第三は、カリキュラム研究として、施設・設備の質が、授業実践の質を左右することを再確認させてくれる点である。一般に、カリキュラムの理論研究では、こういった施設・設備の問題は周辺的な問題として軽視されがちである。しかし、本書を読むと、施設・設備の整備が理想とする授業像自体を規定していることが分かる。ただ一方で、著者自身も認めているように、特に新しい学校建築が実施できるかどうかという点は、単に理論的な問題にとどまらず、財政的な問題とも関連するであろう。第3章でプラツーン案が全国に普及したのもそれが理由の一つとされるが、このような点について、より掘り下げた分析も見てみたい。財源の確保が学校建築の可否に直結するのであれば、その資金を獲得する経緯自体もカリキュラム研究の射程に入ると言えるように思われる。空間と時間の問題は、単に教師の専門性だけの議論で解決することではない。

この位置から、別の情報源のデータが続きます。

use async_trait::async_trait;
use log::{debug, error};
use reqwest::{Client, StatusCode};
use std::net::IpAddr;
use std::time::{Duration, Instant};

pub const DEFAULT_PROBE_URL: &str = "http://httpbin.org/ip";

const USER_AGENT: &str = "Mozilla/5.0 (Windows NT 10.0; Win64; x64) AppleWebKit/537.36 (KHTML, like Gecko) Chrome/91.0.4472.124 Safari/537.36";

/// One reachability check of a candidate.
#[async_trait]
pub trait Prober: Send + Sync {
    /// Returns the round-trip latency when the candidate works, `None` otherwise.
    async fn probe(&self, candidate: &str) -> Option<Duration>;
}

fn is_public_ip(ip: IpAddr) -> bool {
    if ip.is_loopback() || ip.is_unspecified() || ip.is_multicast() {
        return false;
    }

    match ip {
        IpAddr::V4(ipv4) => {
            !(ipv4.is_private() || ipv4.is_link_local() || ipv4.is_broadcast())
        }
        IpAddr::V6(ipv6) => {
            let head = ipv6.segments()[0];
            // fc00::/7 unique local, fe80::/10 link-local
            (head & 0xfe00) != 0xfc00 && (head & 0xffc0) != 0xfe80
        }
    }
}

/// Probes a candidate by sending a plain HTTP GET through it as a forward
/// proxy and waiting for a `200 OK`.
#[derive(Debug, Clone)]
pub struct HttpProber {
    url: String,
    timeout: Duration,
    allow_private: bool,
}

impl HttpProber {
    pub fn new(url: impl Into<String>, timeout: Duration) -> Self {
        Self {
            url: url.into(),
            timeout,
            allow_private: false,
        }
    }

    /// Accept candidates resolving to loopback or private ranges.
    pub fn allow_private(mut self, allow: bool) -> Self {
        self.allow_private = allow;
        self
    }

    async fn resolve_allowed(&self, candidate: &str) -> bool {
        let addr = match tokio::net::lookup_host(candidate).await {
            Ok(mut addrs) => match addrs.next() {
                Some(a) => a,
                None => {
                    debug!("cannot resolve proxy address {}", candidate);
                    return false;
                }
            },
            Err(e) => {
                debug!("cannot parse proxy address {}: {}", candidate, e);
                return false;
            }
        };

        if !self.allow_private && !is_public_ip(addr.ip()) {
            debug!("non-public proxy ip refused: {}", addr.ip());
            return false;
        }
        true
    }

    fn client_for(&self, candidate: &str) -> Option<Client> {
        let proxy = match reqwest::Proxy::all(format!("http://{}", candidate)) {
            Ok(p) => p,
            Err(e) => {
                debug!("cannot parse proxy {}: {}", candidate, e);
                return None;
            }
        };

        match Client::builder()
            .proxy(proxy)
            .timeout(self.timeout)
            .pool_max_idle_per_host(0)
            .build()
        {
            Ok(client) => Some(client),
            Err(e) => {
                error!("cannot build client for probe {}: {}", candidate, e);
                None
            }
        }
    }
}

#[async_trait]
impl Prober for HttpProber {
    async fn probe(&self, candidate: &str) -> Option<Duration> {
        if !self.resolve_allowed(candidate).await {
            return None;
        }
        let client = self.client_for(candidate)?;

        let start = Instant::now();
        let resp = match client
            .get(&self.url)
            .header(reqwest::header::USER_AGENT, USER_AGENT)
            .send()
            .await
        {
            Ok(resp) => resp,
            Err(e) => {
                debug!("proxy {} failed: {}", candidate, e);
                return None;
            }
        };
        let latency = start.elapsed();

        if resp.status() != StatusCode::OK {
            debug!("proxy {} returned status {}", candidate, resp.status());
            return None;
        }
        debug!("proxy {} working, response time {:.2}s", candidate, latency.as_secs_f64());
        Some(latency)
    }
}

#[cfg(test)]
mod tests {
    use super::*;
    use tokio::io::{AsyncReadExt, AsyncWriteExt};
    use tokio::net::TcpListener;

    /// Minimal forward proxy answering every request with `status_line`.
    async fn fake_proxy(status_line: &'static str) -> String {
        let listener = TcpListener::bind("127.0.0.1:0").await.unwrap();
        let addr = listener.local_addr().unwrap();
        tokio::spawn(async move {
            loop {
                let Ok((mut socket, _)) = listener.accept().await else {
                    return;
                };
                tokio::spawn(async move {
                    let mut buf = vec![0u8; 4096];
                    let _ = socket.read(&mut buf).await;
                    let resp = format!("{}\r\nContent-Length: 2\r\nConnection: close\r\n\r\nok", status_line);
                    let _ = socket.write_all(resp.as_bytes()).await;
                    let _ = socket.shutdown().await;
                });
            }
        });
        addr.to_string()
    }

    #[test]
    fn public_ip_classification() {
        assert!(!is_public_ip("127.0.0.1".parse().unwrap()));
        assert!(!is_public_ip("10.1.2.3".parse().unwrap()));
        assert!(!is_public_ip("172.20.0.1".parse().unwrap()));
        assert!(!is_public_ip("192.168.1.1".parse().unwrap()));
        assert!(!is_public_ip("169.254.0.5".parse().unwrap()));
        assert!(!is_public_ip("fe80::1".parse().unwrap()));
        assert!(!is_public_ip("fd00::1".parse().unwrap()));
        assert!(is_public_ip("8.8.8.8".parse().unwrap()));
        assert!(is_public_ip("2001:4860:4860::8888".parse().unwrap()));
    }

    #[tokio::test]
    async fn probe_succeeds_on_200() {
        let proxy = fake_proxy("HTTP/1.1 200 OK").await;
        let prober = HttpProber::new("http://probe.invalid/ip", Duration::from_secs(5)).allow_private(true);
        assert!(prober.probe(&proxy).await.is_some());
    }

    #[tokio::test]
    async fn probe_fails_on_non_200() {
        let proxy = fake_proxy("HTTP/1.1 403 Forbidden").await;
        let prober = HttpProber::new("http://probe.invalid/ip", Duration::from_secs(5)).allow_private(true);
        assert!(prober.probe(&proxy).await.is_none());
    }

    #[tokio::test]
    async fn loopback_refused_by_default() {
        let proxy = fake_proxy("HTTP/1.1 200 OK").await;
        let prober = HttpProber::new("http://probe.invalid/ip", Duration::from_secs(5));
        assert!(prober.probe(&proxy).await.is_none());
    }

    #[tokio::test]
    async fn garbage_candidate_fails() {
        let prober = HttpProber::new(DEFAULT_PROBE_URL, Duration::from_secs(1));
        assert!(prober.probe("not a proxy").await.is_none());
    }
}
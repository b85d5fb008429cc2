use super::parse_plain_list;
use crate::provider::Provider;
use anyhow::{bail, Result};
use async_trait::async_trait;
use reqwest::Client;

const PROXYSCRAPE_URL: &str = "https://api.proxyscrape.com/v2/?request=getproxies&protocol=http&timeout=10000&country=all&ssl=all&anonymity=all";

/// Plain-text HTTP proxy list from the ProxyScrape API.
#[derive(Debug, Default)]
pub struct ProxyScrape;

impl ProxyScrape {
    pub fn new() -> Self {
        Self
    }
}

#[async_trait]
impl Provider for ProxyScrape {
    async fn list(&self, client: &Client) -> Result<Vec<String>> {
        let resp = client.get(PROXYSCRAPE_URL).send().await?;
        if !resp.status().is_success() {
            bail!("status code {}", resp.status());
        }
        Ok(parse_plain_list(&resp.text().await?))
    }

    fn name(&self) -> &'static str {
        "api.proxyscrape.com"
    }
}
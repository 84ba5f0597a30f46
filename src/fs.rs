//! Blocking file helpers used by the transaction store, which does its I/O synchronously.

use anyhow::{Context, Result};
use std::io::{ErrorKind, Write};
use std::path::Path;

pub(crate) fn create_dir_all(path: impl AsRef<Path>) -> Result<()> {
    let path = path.as_ref();
    std::fs::create_dir_all(path).context(format!("Unable to create directory {}", path.display()))
}

pub(crate) fn write_all(path: impl AsRef<Path>, data: impl AsRef<[u8]>) -> Result<()> {
    let path = path.as_ref();
    let mut f =
        std::fs::File::create(path).context(format!("Unable to create file {}", path.display()))?;
    f.write_all(data.as_ref())
        .context(format!("Unable to write data to {}", path.display()))?;
    f.sync_all()
        .context(format!("Unable to flush data to {}", path.display()))
}

/// Reads the file at `path`. A missing file is `Ok(None)`, any other failure is an error.
pub(crate) fn read_optional(path: impl AsRef<Path>) -> Result<Option<String>> {
    let path = path.as_ref();
    match std::fs::read_to_string(path) {
        Ok(s) => Ok(Some(s)),
        Err(e) => match e.kind() {
            ErrorKind::NotFound => Ok(None),
            _ => Err(e).context(format!("Unable to read file {}", path.display())),
        },
    }
}

#[test]
fn read_optional_missing_test() {
    let tempdir = tempfile::TempDir::new().unwrap();
    let found = read_optional(tempdir.path().join("nope.json")).unwrap();
    assert!(found.is_none());
}

#[test]
fn write_then_read_test() {
    let tempdir = tempfile::TempDir::new().unwrap();
    let dir = tempdir.path().join("x").join("y");
    create_dir_all(&dir).unwrap();
    let path = dir.join("data.json");
    write_all(&path, "[]").unwrap();
    write_all(&path, "[1]").unwrap();
    assert_eq!(Some("[1]".to_string()), read_optional(&path).unwrap());
}
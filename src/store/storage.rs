//! The durable key-value slot that the transaction store mirrors itself to.

use crate::{fs, Result};
use std::collections::HashMap;
use std::fmt::Debug;
use std::path::{Path, PathBuf};
use tracing::trace;

/// A string-keyed slot of durable text. Writes overwrite the whole value, there are no partial
/// updates, and the last write wins.
pub trait Storage: Debug {
    /// Returns the value stored under `key`, or `None` if nothing has been stored yet.
    fn get(&self, key: &str) -> Result<Option<String>>;

    /// Replaces the value stored under `key`.
    fn set(&mut self, key: &str, value: &str) -> Result<()>;
}

/// Stores each key as `<dir>/<key>.json`.
#[derive(Debug, Clone)]
pub struct DirStorage {
    dir: PathBuf,
}

impl DirStorage {
    /// The directory does not need to exist yet; it is created on the first write.
    pub fn new(dir: impl Into<PathBuf>) -> Self {
        Self { dir: dir.into() }
    }

    pub fn dir(&self) -> &Path {
        &self.dir
    }

    /// The file that holds the value of `key`.
    pub fn path(&self, key: &str) -> PathBuf {
        self.dir.join(format!("{key}.json"))
    }
}

impl Storage for DirStorage {
    fn get(&self, key: &str) -> Result<Option<String>> {
        let path = self.path(key);
        trace!("Reading {}", path.display());
        fs::read_optional(path)
    }

    fn set(&mut self, key: &str, value: &str) -> Result<()> {
        fs::create_dir_all(&self.dir)?;
        let path = self.path(key);
        trace!("Writing {} bytes to {}", value.len(), path.display());
        fs::write_all(path, value)
    }
}

/// Keeps values in memory only. Nothing survives the process.
#[derive(Debug, Clone, Default)]
pub struct MemoryStorage {
    values: HashMap<String, String>,
}

impl MemoryStorage {
    pub fn new() -> Self {
        Self::default()
    }

    /// Creates a `MemoryStorage` that already holds `value` under `key`.
    pub fn with_value(key: impl Into<String>, value: impl Into<String>) -> Self {
        let mut values = HashMap::new();
        values.insert(key.into(), value.into());
        Self { values }
    }
}

impl Storage for MemoryStorage {
    fn get(&self, key: &str) -> Result<Option<String>> {
        Ok(self.values.get(key).cloned())
    }

    fn set(&mut self, key: &str, value: &str) -> Result<()> {
        self.values.insert(key.to_string(), value.to_string());
        Ok(())
    }
}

第四は、教科教育史の問い直しを促す点である。主に教科教育史を専門とする筆者にとって、学校建築や時間割の視点は、授業改革が学校改革として全教科が一体に進められることを実感させてくれる例とも見えた。時間割や学校建築の問題を突き詰めていけば、おのずと「教科は必要なのか?」というラディカルな問いにも繋がっていく。学校建築や時間割の視点は、教科教育史の前提自体を捉え直すことを促していると言える。
このように本書が教育研究に投げかける点は多岐にわたる。アメリカ教育史という特定分野のみに留まらず、学校教育の前提を問い直す上で、重要な著作であるといえる。